▶ _Task description_
The lines to extract run from the first line of the entries through the line that contains "use async_trait::async_trait;"; reproduce exactly those lines and no others.

··· Records

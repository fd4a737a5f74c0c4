//! Ops agent: the LLM flow plus vault-backed remote command execution.

use std::collections::HashMap;
use std::path::PathBuf;
use std::sync::Arc;
use std::time::{Duration, Instant};

use async_trait::async_trait;
use serde::Deserialize;
use serde_json::{json, Value};
use tracing::warn;

use crate::bus::Message;
use crate::cache::CacheStore;
use crate::error::{RaidoError, Result};
use crate::providers::ChatProvider;
use crate::storage::{ActivityStore, CommandRecord, CommandStatus, MetricRecord};
use crate::vault::Vault;

use super::{Agent, AgentAction, LlmAgent};

/// Vault key holding the map of server connection credentials.
pub const SERVER_CREDENTIALS_KEY: &str = "server_credentials";

/// Connection details for one remote server, as stored in the vault.
#[derive(Debug, Clone, Deserialize)]
pub struct ServerCredential {
    pub host: String,
    pub username: String,
    #[serde(default = "default_port")]
    pub port: u16,
    /// Private key path; a leading `~` expands to the home directory.
    #[serde(default)]
    pub ssh_key: Option<String>,
}

fn default_port() -> u16 {
    22
}

/// Captured result of a remote command.
#[derive(Debug, Clone)]
pub struct CommandOutput {
    pub stdout: String,
    pub stderr: String,
    pub success: bool,
}

/// Agent with read access to the credential vault and an ssh execution path.
///
/// Every remote command is recorded in the command history, and every
/// credential read bumps the access counter in the credential registry.
pub struct OpsAgent {
    inner: LlmAgent,
    vault: Arc<Vault>,
}

impl OpsAgent {
    pub fn new(id: impl Into<String>, provider: Arc<dyn ChatProvider>, vault: Arc<Vault>) -> Self {
        Self {
            inner: LlmAgent::new(id, provider),
            vault,
        }
    }

    pub fn with_cache(mut self, cache: Arc<dyn CacheStore>, ttl: Duration) -> Self {
        self.inner = self.inner.with_cache(cache, ttl);
        self
    }

    pub fn with_store(mut self, store: ActivityStore) -> Self {
        self.inner = self.inner.with_store(store);
        self
    }

    /// Server credentials from the vault.
    ///
    /// A vault without the entry yields an empty map; a present-but-malformed
    /// entry is an error. Reads are recorded in the credential registry.
    pub async fn server_credentials(&self) -> Result<HashMap<String, ServerCredential>> {
        if !self.vault.contains(SERVER_CREDENTIALS_KEY) {
            return Ok(HashMap::new());
        }
        let value = self.vault.get(SERVER_CREDENTIALS_KEY)?;
        let credentials: HashMap<String, ServerCredential> = serde_json::from_value(value)?;

        if let Some(store) = self.inner.store() {
            if let Err(e) = store.touch_credential(SERVER_CREDENTIALS_KEY).await {
                warn!(agent = %self.inner.id(), "Failed to record credential access: {}", e);
            }
        }
        Ok(credentials)
    }

    /// Run a command on a named server over ssh.
    ///
    /// The outcome lands in the command history either way; an unknown server
    /// name is itself recorded as a failed command.
    pub async fn execute_remote(&self, server: &str, command: &str) -> Result<CommandOutput> {
        let started = Instant::now();
        let credentials = self.server_credentials().await?;

        let Some(credential) = credentials.get(server) else {
            let error = format!("No credentials found for server {}", server);
            self.record_command(server, command, CommandStatus::Error, None, Some(&error))
                .await;
            self.record_remote_metric(started, server, command, false, Some(error.clone()))
                .await;
            return Err(RaidoError::Agent(error));
        };

        let args = build_ssh_args(credential, command);
        let output = tokio::process::Command::new("ssh")
            .args(&args)
            .output()
            .await?;

        let result = CommandOutput {
            stdout: String::from_utf8_lossy(&output.stdout).into_owned(),
            stderr: String::from_utf8_lossy(&output.stderr).into_owned(),
            success: output.status.success(),
        };

        let status = if result.success {
            CommandStatus::Success
        } else {
            CommandStatus::Error
        };
        self.record_command(
            server,
            command,
            status,
            Some(&result.stdout),
            (!result.stderr.is_empty()).then_some(result.stderr.as_str()),
        )
        .await;
        self.record_remote_metric(started, server, command, result.success, None)
            .await;

        Ok(result)
    }

    async fn record_command(
        &self,
        server: &str,
        command: &str,
        status: CommandStatus,
        output: Option<&str>,
        error: Option<&str>,
    ) {
        if let Some(store) = self.inner.store() {
            let record = CommandRecord {
                server_name: server.to_string(),
                command: command.to_string(),
                executed_by: self.inner.id().to_string(),
                status,
                output: output.map(String::from),
                error: error.map(String::from),
            };
            if let Err(e) = store.log_command(&record).await {
                warn!(agent = %self.inner.id(), "Failed to log command: {}", e);
            }
        }
    }

    async fn record_remote_metric(
        &self,
        started: Instant,
        server: &str,
        command: &str,
        success: bool,
        error_message: Option<String>,
    ) {
        self.inner
            .log_metric(MetricRecord {
                agent_id: self.inner.id().to_string(),
                request_kind: "remote_command".to_string(),
                processing_ms: started.elapsed().as_secs_f64() * 1000.0,
                tokens_used: 0,
                success,
                error_message,
                extra: Some(json!({ "server": server, "command": command })),
            })
            .await;
    }
}

/// Assemble the ssh argument list for a credential + command pair.
fn build_ssh_args(credential: &ServerCredential, command: &str) -> Vec<String> {
    let mut args = vec![
        "-o".to_string(),
        "BatchMode=yes".to_string(),
        "-p".to_string(),
        credential.port.to_string(),
    ];
    if let Some(key) = &credential.ssh_key {
        args.push("-i".to_string());
        args.push(expand_tilde(key).to_string_lossy().into_owned());
    }
    args.push(format!("{}@{}", credential.username, credential.host));
    args.push(command.to_string());
    args
}

/// Expand a leading `~` to the user's home directory.
fn expand_tilde(path: &str) -> PathBuf {
    if let Some(rest) = path.strip_prefix("~/") {
        if let Some(home) = dirs::home_dir() {
            return home.join(rest);
        }
    } else if path == "~" {
        if let Some(home) = dirs::home_dir() {
            return home;
        }
    }
    PathBuf::from(path)
}

#[async_trait]
impl Agent for OpsAgent {
    fn id(&self) -> &str {
        self.inner.id()
    }

    async fn process_message(&self, message: &Message) -> Result<Value> {
        self.inner.process_message(message).await
    }

    /// Ops agents take no autonomous actions.
    async fn act(&self) -> Result<Vec<AgentAction>> {
        Ok(Vec::new())
    }
}

#[cfg(test)]
mod tests {
    use super::*;
    use crate::providers::Generation;
    use crate::storage::MetricsFilter;
    use crate::vault::VAULT_FILE;
    use tempfile::TempDir;

    struct MockProvider;

    #[async_trait]
    impl ChatProvider for MockProvider {
        async fn generate(&self, _prompt: &str) -> Result<Generation> {
            Ok(Generation::text("ok"))
        }
        fn name(&self) -> &str {
            "mock"
        }
        fn model(&self) -> &str {
            "mock-model"
        }
    }

    fn vault_with_credentials(dir: &TempDir) -> Arc<Vault> {
        let mut vault = Vault::with_key(dir.path().join(VAULT_FILE), &[0x42u8; 32]).unwrap();
        vault
            .store(
                SERVER_CREDENTIALS_KEY,
                &json!({
                    "web-1": {
                        "host": "10.0.0.5",
                        "username": "deploy",
                        "port": 2222,
                        "ssh_key": "~/.ssh/id_ed25519"
                    }
                }),
            )
            .unwrap();
        Arc::new(vault)
    }

    fn empty_vault(dir: &TempDir) -> Arc<Vault> {
        Arc::new(Vault::with_key(dir.path().join(VAULT_FILE), &[0x42u8; 32]).unwrap())
    }

    #[tokio::test]
    async fn test_credentials_empty_when_absent() {
        let tmp = TempDir::new().unwrap();
        let agent = OpsAgent::new("ops", Arc::new(MockProvider), empty_vault(&tmp));
        assert!(agent.server_credentials().await.unwrap().is_empty());
    }

    #[tokio::test]
    async fn test_credentials_parse_and_default_port() {
        let tmp = TempDir::new().unwrap();
        let agent = OpsAgent::new("ops", Arc::new(MockProvider), vault_with_credentials(&tmp));
        let credentials = agent.server_credentials().await.unwrap();
        let cred = credentials.get("web-1").unwrap();
        assert_eq!(cred.host, "10.0.0.5");
        assert_eq!(cred.port, 2222);

        let bare: ServerCredential =
            serde_json::from_value(json!({ "host": "h", "username": "u" })).unwrap();
        assert_eq!(bare.port, 22);
        assert!(bare.ssh_key.is_none());
    }

    #[tokio::test]
    async fn test_credential_access_recorded() {
        let tmp = TempDir::new().unwrap();
        let store = ActivityStore::open_in_memory().unwrap();
        store
            .register_credential(SERVER_CREDENTIALS_KEY, None, None)
            .await
            .unwrap();
        let agent = OpsAgent::new("ops", Arc::new(MockProvider), vault_with_credentials(&tmp))
            .with_store(store.clone());

        agent.server_credentials().await.unwrap();
        agent.server_credentials().await.unwrap();

        let entry = store
            .credential(SERVER_CREDENTIALS_KEY)
            .await
            .unwrap()
            .unwrap();
        assert_eq!(entry.access_count, 2);
    }

    #[tokio::test]
    async fn test_execute_remote_unknown_server() {
        let tmp = TempDir::new().unwrap();
        let store = ActivityStore::open_in_memory().unwrap();
        let agent = OpsAgent::new("ops", Arc::new(MockProvider), vault_with_credentials(&tmp))
            .with_store(store.clone());

        let err = agent.execute_remote("db-9", "ls").await.unwrap_err();
        assert!(err.to_string().contains("db-9"));

        // The failed lookup itself lands in the command history.
        let history = store.command_history(Some("db-9"), 10).await.unwrap();
        assert_eq!(history.len(), 1);
        assert_eq!(history[0].status, CommandStatus::Error);
        assert_eq!(history[0].executed_by, "ops");

        // And a failed metric row.
        let metrics = store.agent_metrics(&MetricsFilter::default()).await.unwrap();
        assert_eq!(metrics[0].request_kind, "remote_command");
        assert!(!metrics[0].success);
    }

    #[tokio::test]
    async fn test_process_message_delegates_to_llm() {
        let tmp = TempDir::new().unwrap();
        let agent = OpsAgent::new("ops", Arc::new(MockProvider), empty_vault(&tmp));
        let msg = Message::new("user", "ops", json!({ "content": "hello" }));
        let response = agent.process_message(&msg).await.unwrap();
        assert_eq!(response["response"], "ok");
        assert!(agent.act().await.unwrap().is_empty());
    }

    #[test]
    fn test_build_ssh_args() {
        let credential = ServerCredential {
            host: "10.0.0.5".into(),
            username: "deploy".into(),
            port: 2222,
            ssh_key: Some("/keys/id".into()),
        };
        let args = build_ssh_args(&credential, "ls -l ~");
        assert_eq!(
            args,
            vec![
                "-o",
                "BatchMode=yes",
                "-p",
                "2222",
                "-i",
                "/keys/id",
                "deploy@10.0.0.5",
                "ls -l ~",
            ]
        );
    }

    #[test]
    fn test_build_ssh_args_without_key() {
        let credential = ServerCredential {
            host: "h".into(),
            username: "u".into(),
            port: 22,
            ssh_key: None,
        };
        let args = build_ssh_args(&credential, "uptime");
        assert!(!args.contains(&"-i".to_string()));
        assert_eq!(args.last().unwrap(), "uptime");
    }

    #[test]
    fn test_expand_tilde() {
        let expanded = expand_tilde("~/.ssh/id_rsa");
        if let Some(home) = dirs::home_dir() {
            assert_eq!(expanded, home.join(".ssh/id_rsa"));
        }
        assert_eq!(expand_tilde("/abs/path"), PathBuf::from("/abs/path"));
    }

    #[tokio::test]
    async fn test_malformed_credentials_is_error() {
        let tmp = TempDir::new().unwrap();
        let mut vault = Vault::with_key(tmp.path().join(VAULT_FILE), &[0x42u8; 32]).unwrap();
        vault
            .store(SERVER_CREDENTIALS_KEY, &json!("not a map"))
            .unwrap();
        let agent = OpsAgent::new("ops", Arc::new(MockProvider), Arc::new(vault));
        assert!(agent.server_credentials().await.is_err());
    }
}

······

▶ _Result_
repository fd4a737a5f74c0c4
//! Ops agent: the LLM flow plus vault-backed remote command execution.

use std::collections::HashMap;
use std::path::PathBuf;
use std::sync::Arc;
use std::time::{Duration, Instant};

use async_trait::async_trait;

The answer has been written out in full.